Recent studies [26,27] regarding the use of LLMs to answer laboratory test result questions from medical professionals found that ChatGPT may give superficial or incorrect answers to laboratory test result–related questions and can only provide accurate answers to approximately 50% of questions [26]. They also found that ChatGPT’s responses were not sufficiently tailored to the case or clinical questions to be useful for clinical consultation. For instance, diagnoses of liver injury were made solely based on γ-glutamyl transferase levels without considering other liver enzyme indicators. In addition, high levels of glucose and glycated hemoglobin (HbA1c) were both identified as indicative of diabetes regardless of whether HbA1c levels were normal or elevated. These studies also highlighted that GPT-4 failed to account for preanalytical factors such as fasting status for glucose tests and struggled to differentiate between abnormal and critically abnormal laboratory test values. Our study observed similar patterns, where a normal HbA1c level coupled with high glucose levels led to a diabetes prediction and critically low iron levels were merely classified as abnormal.

In addition, our findings also show that GPT-4 accurately distinguished between normal, prediabetic, and diabetic HbA1c ranges considering fasting glucose levels and preanalytical conditions such as fasting status. Furthermore, in cases of elevated bilirubin levels, GPT-4 correctly associated them with potential jaundice citing the patient’s yellow eye discoloration and appropriately considered a comprehensive set of laboratory test results—including elevated liver enzymes and bilirubin levels—and significant alcohol intake history to recommend diagnoses such as alcoholic liver disease, hepatitis, bile duct obstruction, and liver cancer.

On the basis of our observation with the limited number of questions, we found that patients’ questions are often less complex than professionals’ questions, making ChatGPT more likely to provide an adequately accurate answer to such questions. In our manual evaluation of 7 selected patients’ laboratory test result questions, 91% (32/35) of the ratings from 5 medical experts on GPT-4’s response accuracy were either 1 (very high) or 2 (high).
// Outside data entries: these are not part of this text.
//! Command handlers. Each opens the backend and the durable store from
//! config, does one thing, and prints the result to stdout.

use std::path::Path;
use std::sync::Arc;
use std::time::Duration;

use anyhow::Context;
use captur_core::{AppConfig, LocationFix, RawFix};
use captur_grid::{GridSettings, VisitationGridManager, VisitedRetention};
use captur_sync::{
    reports_geojson, start_periodic_sync, DurableLocationLogger, ExplorationSession, FileStore,
    FixReport, IdentityCache, LogOutcome, ReportService, RestBackend,
};

fn open_backend(config: &AppConfig) -> anyhow::Result<Arc<RestBackend>> {
    Ok(Arc::new(RestBackend::from_config(config)?))
}

async fn open_store(config: &AppConfig) -> anyhow::Result<Arc<FileStore>> {
    let store = FileStore::open(&config.store_dir)
        .await
        .with_context(|| format!("opening store at {}", config.store_dir.display()))?;
    Ok(Arc::new(store))
}

pub(crate) fn grid_settings(config: &AppConfig) -> GridSettings {
    GridSettings {
        initial_radius_km: config.initial_radius_km,
        retention: if config.reset_visited_on_expansion {
            VisitedRetention::ResetOnExpansion
        } else {
            VisitedRetention::Retain
        },
        ..GridSettings::default()
    }
}

pub(crate) async fn run_sync(config: &AppConfig) -> anyhow::Result<()> {
    let logger = DurableLocationLogger::new(open_backend(config)?, open_store(config).await?);
    let report = logger.sync_pending().await;
    println!(
        "attempted {}  synced {}  still pending {}  discarded {}",
        report.attempted, report.synced, report.failed, report.discarded
    );
    if !report.is_complete() {
        println!("could not sync all locations; they stay queued for the next run");
    }
    Ok(())
}

#[derive(Debug, Default, PartialEq, Eq)]
pub(crate) struct ReplayTally {
    pub lines: usize,
    pub unreadable: usize,
    pub rejected: usize,
    pub persisted: usize,
    pub queued: usize,
    pub dropped: usize,
    pub new_cells: usize,
    pub rewards: usize,
}

impl ReplayTally {
    pub fn record(&mut self, report: &FixReport) {
        match report {
            FixReport::Rejected(_) => self.rejected += 1,
            FixReport::Accepted {
                logged,
                grid,
                rewarded,
            } => {
                match logged {
                    LogOutcome::Persisted => self.persisted += 1,
                    LogOutcome::Queued { .. } => self.queued += 1,
                    LogOutcome::Dropped => self.dropped += 1,
                }
                if grid.newly_visited {
                    self.new_cells += 1;
                }
                if *rewarded {
                    self.rewards += 1;
                }
            }
        }
    }
}

/// Parses one JSON-lines record; blank lines yield `None`.
pub(crate) fn parse_fix_line(line: &str) -> Option<Result<RawFix, serde_json::Error>> {
    let line = line.trim();
    if line.is_empty() {
        return None;
    }
    Some(serde_json::from_str(line))
}

pub(crate) async fn run_replay(config: &AppConfig, file: &Path) -> anyhow::Result<()> {
    let contents = tokio::fs::read_to_string(file)
        .await
        .with_context(|| format!("reading {}", file.display()))?;

    let mut session = ExplorationSession::new(
        open_backend(config)?,
        open_store(config).await?,
        grid_settings(config),
        config.history_limit,
    );
    let start = session.start().await;
    tracing::info!(
        history = start.history_len,
        synced = start.synced.synced,
        "session started"
    );

    let mut tally = ReplayTally::default();
    for (number, line) in contents.lines().enumerate() {
        let Some(parsed) = parse_fix_line(line) else {
            continue;
        };
        tally.lines += 1;
        match parsed {
            Ok(raw) => tally.record(&session.handle_fix(raw).await),
            Err(e) => {
                tracing::warn!(line = number + 1, error = %e, "skipping unreadable line");
                tally.unreadable += 1;
            }
        }
    }

    println!(
        "fixes {}  unreadable {}  rejected {}",
        tally.lines, tally.unreadable, tally.rejected
    );
    println!(
        "persisted {}  queued {}  lost {}",
        tally.persisted, tally.queued, tally.dropped
    );
    println!(
        "new cells {}  total visited {}  rewards {}",
        tally.new_cells,
        session.grid().visited_count(),
        tally.rewards
    );
    Ok(())
}

pub(crate) fn print_overlay(lng: f64, lat: f64, radius_km: Option<f64>) -> anyhow::Result<()> {
    let origin = LocationFix::new(lat, lng)?;
    let mut settings = GridSettings::default();
    if let Some(radius_km) = radius_km {
        anyhow::ensure!(
            radius_km.is_finite() && radius_km > settings.min_radius_km(),
            "--radius-km must be greater than {} km",
            settings.min_radius_km()
        );
        settings.initial_radius_km = radius_km;
    }
    let mut manager = VisitationGridManager::new(settings);
    manager.initialize(&origin);
    println!("{}", serde_json::to_string_pretty(&manager.overlay_geojson())?);
    Ok(())
}

pub(crate) async fn set_offline(config: &AppConfig, enabled: bool) -> anyhow::Result<()> {
    let logger = DurableLocationLogger::new(open_backend(config)?, open_store(config).await?);
    logger.set_debug_offline(enabled).await?;
    println!("debug offline mode {}", if enabled { "on" } else { "off" });
    Ok(())
}

pub(crate) async fn run_daemon(config: &AppConfig) -> anyhow::Result<()> {
    let logger = Arc::new(DurableLocationLogger::new(
        open_backend(config)?,
        open_store(config).await?,
    ));
    logger.sync_pending().await;

    let every = Duration::from_secs(config.sync_interval_secs);
    let mut scheduler = start_periodic_sync(Arc::clone(&logger), every).await?;
    tracing::info!(every_secs = config.sync_interval_secs, "daemon running; Ctrl-C to stop");

    shutdown_signal().await;
    scheduler.shutdown().await?;
    Ok(())
}

pub(crate) async fn print_reports(config: &AppConfig) -> anyhow::Result<()> {
    let service = ReportService::new(open_backend(config)?, Arc::new(IdentityCache::new()));
    let reports = service.active_reports(chrono::Utc::now()).await?;
    println!("{}", serde_json::to_string_pretty(&reports_geojson(&reports))?);
    Ok(())
}

async fn shutdown_signal() {
    let ctrl_c = async {
        if let Err(e) = tokio::signal::ctrl_c().await {
            tracing::error!(error = %e, "failed to listen for ctrl-c");
            std::future::pending::<()>().await;
        }
    };

    #[cfg(unix)]
    let terminate = async {
        match tokio::signal::unix::signal(tokio::signal::unix::SignalKind::terminate()) {
            Ok(mut signal) => {
                signal.recv().await;
            }
            Err(e) => {
                tracing::error!(error = %e, "failed to install signal handler");
                std::future::pending::<()>().await;
            }
        }
    };

    #[cfg(not(unix))]
    let terminate = std::future::pending::<()>();

    tokio::select! {
        () = ctrl_c => {},
        () = terminate => {},
    }

    tracing::info!("received shutdown signal, stopping periodic sync");
}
Through this study, we gained insights into the challenges of using generative LLMs to answer patients’ laboratory test result–related questions and provide suggestions to mitigate these challenges. First, when asking laboratory test result questions on social Q&A websites, patients tend to focus on laboratory test results but may not provide pertinent information needed for result interpretation. In the real-world clinical setting, to fully evaluate the results, clinicians may need to evaluate the medical history of a patient and examine the trends of the laboratory test results over time. This shows that, to allow LLMs to provide a more thorough evaluation of laboratory test results, the question prompts may need to be augmented with additional information. As such, LLMs could be useful in prompting patients to provide additional information. A possible question prompt would be the following: “What additional information or data would you need to provide a more accurate diagnosis for me?”

Second, we found that it is important to understand the limitations of LLMs when answering laboratory test–related questions. As general-purpose generative AI models, they should be used to explain common terminologies and test purposes; clarify the typical reference ranges for common laboratory tests and what it might mean to have values outside these ranges; and offer general interpretation of laboratory test results, such as what it might mean to have high or low levels in certain common laboratory tests. On the basis of our findings, LLMs, especially GPT-4, can provide a basic interpretation of laboratory test results without reference ranges in the question prompts. LLMs could also be used to suggest what questions to ask health care providers. They should not be used for diagnostic purposes or treatment advice. All laboratory test results should be interpreted by a health care professional who can consider the full context of one’s health. For providers, LLMs could also be used as an educational tool for laboratory professionals, providing real-time information and explanations of laboratory techniques. When using LLMs for laboratory test result interpretation, it is important to consider the ethical and practical implications, including data privacy, the need for human oversight, and the potential for AI to both enhance and disrupt clinical workflows.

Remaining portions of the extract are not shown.